Instructions to follow
Please repeat the data exactly, leaving nothing out.

Stored data
▼

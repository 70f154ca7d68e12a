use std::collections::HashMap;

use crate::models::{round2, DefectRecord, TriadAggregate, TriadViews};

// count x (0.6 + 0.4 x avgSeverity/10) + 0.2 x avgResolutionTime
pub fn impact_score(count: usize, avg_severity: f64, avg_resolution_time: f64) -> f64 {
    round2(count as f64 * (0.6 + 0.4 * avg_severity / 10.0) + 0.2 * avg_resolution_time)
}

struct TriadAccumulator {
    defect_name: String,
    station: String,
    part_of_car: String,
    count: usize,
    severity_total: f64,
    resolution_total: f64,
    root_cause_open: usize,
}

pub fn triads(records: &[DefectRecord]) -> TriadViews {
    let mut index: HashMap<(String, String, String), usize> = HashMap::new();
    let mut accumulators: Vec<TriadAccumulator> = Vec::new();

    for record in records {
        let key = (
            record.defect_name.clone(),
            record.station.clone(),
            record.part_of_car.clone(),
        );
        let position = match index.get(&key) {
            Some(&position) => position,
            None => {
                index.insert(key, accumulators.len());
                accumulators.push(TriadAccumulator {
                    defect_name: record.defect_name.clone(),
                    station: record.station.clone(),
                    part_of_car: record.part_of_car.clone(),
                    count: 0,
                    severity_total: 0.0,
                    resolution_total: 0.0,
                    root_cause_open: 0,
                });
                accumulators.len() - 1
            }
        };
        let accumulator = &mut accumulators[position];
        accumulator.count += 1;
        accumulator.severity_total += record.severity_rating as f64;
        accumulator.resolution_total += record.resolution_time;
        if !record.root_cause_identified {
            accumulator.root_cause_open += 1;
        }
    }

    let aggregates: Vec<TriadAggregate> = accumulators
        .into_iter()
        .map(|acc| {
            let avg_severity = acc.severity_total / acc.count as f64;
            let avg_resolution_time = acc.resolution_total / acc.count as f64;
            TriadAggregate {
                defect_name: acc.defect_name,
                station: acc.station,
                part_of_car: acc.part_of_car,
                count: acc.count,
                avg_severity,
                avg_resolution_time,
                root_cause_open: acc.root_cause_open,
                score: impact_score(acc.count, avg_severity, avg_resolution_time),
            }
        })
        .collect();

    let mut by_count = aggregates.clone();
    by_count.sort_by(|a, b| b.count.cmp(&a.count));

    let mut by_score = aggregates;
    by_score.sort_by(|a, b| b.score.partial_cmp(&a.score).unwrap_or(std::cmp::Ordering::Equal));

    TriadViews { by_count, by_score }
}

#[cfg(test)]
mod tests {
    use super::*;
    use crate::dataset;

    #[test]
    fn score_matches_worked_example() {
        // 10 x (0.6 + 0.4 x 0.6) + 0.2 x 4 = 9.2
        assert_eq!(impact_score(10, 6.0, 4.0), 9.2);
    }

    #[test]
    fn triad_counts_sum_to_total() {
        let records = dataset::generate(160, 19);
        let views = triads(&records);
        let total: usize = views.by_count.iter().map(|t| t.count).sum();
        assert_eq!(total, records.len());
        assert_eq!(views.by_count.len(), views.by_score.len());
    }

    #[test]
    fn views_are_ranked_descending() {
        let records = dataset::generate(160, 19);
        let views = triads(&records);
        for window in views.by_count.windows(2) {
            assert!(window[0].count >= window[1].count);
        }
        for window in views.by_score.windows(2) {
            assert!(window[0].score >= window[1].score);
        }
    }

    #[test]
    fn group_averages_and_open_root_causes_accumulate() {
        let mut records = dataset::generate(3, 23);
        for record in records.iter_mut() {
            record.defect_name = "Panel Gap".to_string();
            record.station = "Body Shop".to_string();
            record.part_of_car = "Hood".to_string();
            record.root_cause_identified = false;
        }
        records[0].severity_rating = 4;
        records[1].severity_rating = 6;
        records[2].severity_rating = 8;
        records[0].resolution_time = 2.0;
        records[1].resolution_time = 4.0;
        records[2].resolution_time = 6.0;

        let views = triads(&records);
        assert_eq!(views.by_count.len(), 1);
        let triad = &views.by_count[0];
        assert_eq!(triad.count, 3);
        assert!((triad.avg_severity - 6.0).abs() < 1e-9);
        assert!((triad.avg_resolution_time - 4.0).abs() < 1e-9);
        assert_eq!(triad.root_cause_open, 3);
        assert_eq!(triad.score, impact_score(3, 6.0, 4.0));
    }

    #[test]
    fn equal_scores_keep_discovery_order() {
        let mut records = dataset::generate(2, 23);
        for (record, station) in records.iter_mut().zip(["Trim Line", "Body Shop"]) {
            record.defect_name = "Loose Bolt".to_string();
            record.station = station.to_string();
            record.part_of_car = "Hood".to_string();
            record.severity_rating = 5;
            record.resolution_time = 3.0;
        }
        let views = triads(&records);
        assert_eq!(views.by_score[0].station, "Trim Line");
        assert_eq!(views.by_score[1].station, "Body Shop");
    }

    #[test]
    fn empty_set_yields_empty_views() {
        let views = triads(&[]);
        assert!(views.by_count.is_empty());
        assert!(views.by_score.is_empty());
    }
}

▲

Result of this task
repository 70f154ca7d68e12a
use std::collections::HashMap;

use crate::models::{round2, DefectRecord, TriadAggregate, TriadViews};

// count x (0.6 + 0.4 x avgSeverity/10) + 0.2 x avgResolutionTime
pub fn impact_score(count: usize, avg_severity: f64, avg_resolution_time: f64) -> f64 {
    round2(count as f64 * (0.6 + 0.4 * avg_severity / 10.0) + 0.2 * avg_resolution_time)
}

struct TriadAccumulator {
    defect_name: String,
    station: String,
    part_of_car: String,
    count: usize,
    severity_total: f64,
    resolution_total: f64,
    root_cause_open: usize,
}

pub fn triads(records: &[DefectRecord]) -> TriadViews {
    let mut index: HashMap<(String, String, String), usize> = HashMap::new();
    let mut accumulators: Vec<TriadAccumulator> = Vec::new();

    for record in records {
        let key = (
            record.defect_name.clone(),
            record.station.clone(),
            record.part_of_car.clone(),
        );
        let position = match index.get(&key) {
            Some(&position) => position,
            None => {
                index.insert(key, accumulators.len());
                accumulators.push(TriadAccumulator {
                    defect_name: record.defect_name.clone(),
                    station: record.station.clone(),
                    part_of_car: record.part_of_car.clone(),
                    count: 0,
                    severity_total: 0.0,
                    resolution_total: 0.0,
                    root_cause_open: 0,
                });
                accumulators.len() - 1
            }
        };
        let accumulator = &mut accumulators[position];
        accumulator.count += 1;
        accumulator.severity_total += record.severity_rating as f64;
        accumulator.resolution_total += record.resolution_time;
        if !record.root_cause_identified {
            accumulator.root_cause_open += 1;
        }
    }

    let aggregates: Vec<TriadAggregate> = accumulators
        .into_iter()
        .map(|acc| {
            let avg_severity = acc.severity_total / acc.count as f64;
            let avg_resolution_time = acc.resolution_total / acc.count as f64;
            TriadAggregate {
                defect_name: acc.defect_name,
                station: acc.station,
                part_of_car: acc.part_of_car,
                count: acc.count,
                avg_severity,
                avg_resolution_time,
                root_cause_open: acc.root_cause_open,
                score: impact_score(acc.count, avg_severity, avg_resolution_time),
            }
        })
        .collect();

    let mut by_count = aggregates.clone();
    by_count.sort_by(|a, b| b.count.cmp(&a.count));

    let mut by_score = aggregates;
    by_score.sort_by(|a, b| b.score.partial_cmp(&a.score).unwrap_or(std::cmp::Ordering::Equal));

    TriadViews { by_count, by_score }
}

#[cfg(test)]
mod tests {
    use super::*;
    use crate::dataset;

    #[test]
    fn score_matches_worked_example() {
        // 10 x (0.6 + 0.4 x 0.6) + 0.2 x 4 = 9.2
        assert_eq!(impact_score(10, 6.0, 4.0), 9.2);
    }

    #[test]
    fn triad_counts_sum_to_total() {
        let records = dataset::generate(160, 19);
        let views = triads(&records);
        let total: usize = views.by_count.iter().map(|t| t.count).sum();
        assert_eq!(total, records.len());
        assert_eq!(views.by_count.len(), views.by_score.len());
    }

    #[test]
    fn views_are_ranked_descending() {
        let records = dataset::generate(160, 19);
        let views = triads(&records);
        for window in views.by_count.windows(2) {
            assert!(window[0].count >= window[1].count);
        }
        for window in views.by_score.windows(2) {
            assert!(window[0].score >= window[1].score);
        }
    }

    #[test]
    fn group_averages_and_open_root_causes_accumulate() {
        let mut records = dataset::generate(3, 23);
        for record in records.iter_mut() {
            record.defect_name = "Panel Gap".to_string();
            record.station = "Body Shop".to_string();
            record.part_of_car = "Hood".to_string();
            record.root_cause_identified = false;
        }
        records[0].severity_rating = 4;
        records[1].severity_rating = 6;
        records[2].severity_rating = 8;
        records[0].resolution_time = 2.0;
        records[1].resolution_time = 4.0;
        records[2].resolution_time = 6.0;

        let views = triads(&records);
        assert_eq!(views.by_count.len(), 1);
        let triad = &views.by_count[0];
        assert_eq!(triad.count, 3);
        assert!((triad.avg_severity - 6.0).abs() < 1e-9);
        assert!((triad.avg_resolution_time - 4.0).abs() < 1e-9);
        assert_eq!(triad.root_cause_open, 3);
        assert_eq!(triad.score, impact_score(3, 6.0, 4.0));
    }

    #[test]
    fn equal_scores_keep_discovery_order() {
        let mut records = dataset::generate(2, 23);
        for (record, station) in records.iter_mut().zip(["Trim Line", "Body Shop"]) {
            record.defect_name = "Loose Bolt".to_string();
            record.station = station.to_string();
            record.part_of_car = "Hood".to_string();
            record.severity_rating = 5;
            record.resolution_time = 3.0;
        }
        let views = triads(&records);
        assert_eq!(views.by_score[0].station, "Trim Line");
        assert_eq!(views.by_score[1].station, "Body Shop");
    }

    #[test]
    fn empty_set_yields_empty_views() {
        let views = triads(&[]);
        assert!(views.by_count.is_empty());
        assert!(views.by_score.is_empty());
    }
}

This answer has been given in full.